Your assignment =>
The full set of records below is to be reproduced without a single alteration.

§ §

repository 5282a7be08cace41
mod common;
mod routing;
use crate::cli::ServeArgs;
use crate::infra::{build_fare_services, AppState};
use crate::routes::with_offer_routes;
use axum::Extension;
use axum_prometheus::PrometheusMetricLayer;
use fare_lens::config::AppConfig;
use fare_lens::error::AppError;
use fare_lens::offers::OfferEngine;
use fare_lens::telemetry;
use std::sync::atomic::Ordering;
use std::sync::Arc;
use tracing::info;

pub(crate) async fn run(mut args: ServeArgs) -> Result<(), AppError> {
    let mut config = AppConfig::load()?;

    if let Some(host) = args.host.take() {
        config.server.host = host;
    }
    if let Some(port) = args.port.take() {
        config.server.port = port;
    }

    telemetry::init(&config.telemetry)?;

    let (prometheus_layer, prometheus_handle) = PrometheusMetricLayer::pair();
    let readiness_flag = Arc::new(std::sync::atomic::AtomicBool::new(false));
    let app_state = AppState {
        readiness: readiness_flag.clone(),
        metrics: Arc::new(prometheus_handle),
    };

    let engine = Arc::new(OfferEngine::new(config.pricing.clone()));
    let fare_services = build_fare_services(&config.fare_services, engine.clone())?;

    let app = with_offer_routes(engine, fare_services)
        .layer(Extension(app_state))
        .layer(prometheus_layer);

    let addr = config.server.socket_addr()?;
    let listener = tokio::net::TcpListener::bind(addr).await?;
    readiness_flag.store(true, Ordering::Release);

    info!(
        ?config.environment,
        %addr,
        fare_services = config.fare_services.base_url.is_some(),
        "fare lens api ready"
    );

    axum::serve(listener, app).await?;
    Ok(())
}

§ §

Response box =>
repository 5282a7be08cace41
mod common;
mod routing;
use crate::cli::ServeArgs;
use crate::infra::{build_fare_services, AppState};
use crate::routes::with_offer_routes;
use axum::Extension;
use axum_prometheus::PrometheusMetricLayer;
use fare_lens::config::AppConfig;
use fare_lens::error::AppError;
use fare_lens::offers::OfferEngine;
use fare_lens::telemetry;
use std::sync::atomic::Ordering;
use std::sync::Arc;
use tracing::info;

pub(crate) async fn run(mut args: ServeArgs) -> Result<(), AppError> {
    let mut config = AppConfig::load()?;

    if let Some(host) = args.host.take() {
        config.server.host = host;
    }
    if let Some(port) = args.port.take() {
        config.server.port = port;
    }

    telemetry::init(&config.telemetry)?;

    let (prometheus_layer, prometheus_handle) = PrometheusMetricLayer::pair();
    let readiness_flag = Arc::new(std::sync::atomic::AtomicBool::new(false));
    let app_state = AppState {
        readiness: readiness_flag.clone(),
        metrics: Arc::new(prometheus_handle),
    };

    let engine = Arc::new(OfferEngine::new(config.pricing.clone()));
    let fare_services = build_fare_services(&config.fare_services, engine.clone())?;

    let app = with_offer_routes(engine, fare_services)
        .layer(Extension(app_state))
        .layer(prometheus_layer);

    let addr = config.server.socket_addr()?;
    let listener = tokio::net::TcpListener::bind(addr).await?;
    readiness_flag.store(true, Ordering::Release);

    info!(
        ?config.environment,
        %addr,
        fare_services = config.fare_services.base_url.is_some(),
        "fare lens api ready"
    );

    axum::serve(listener, app).await?;
    Ok(())
}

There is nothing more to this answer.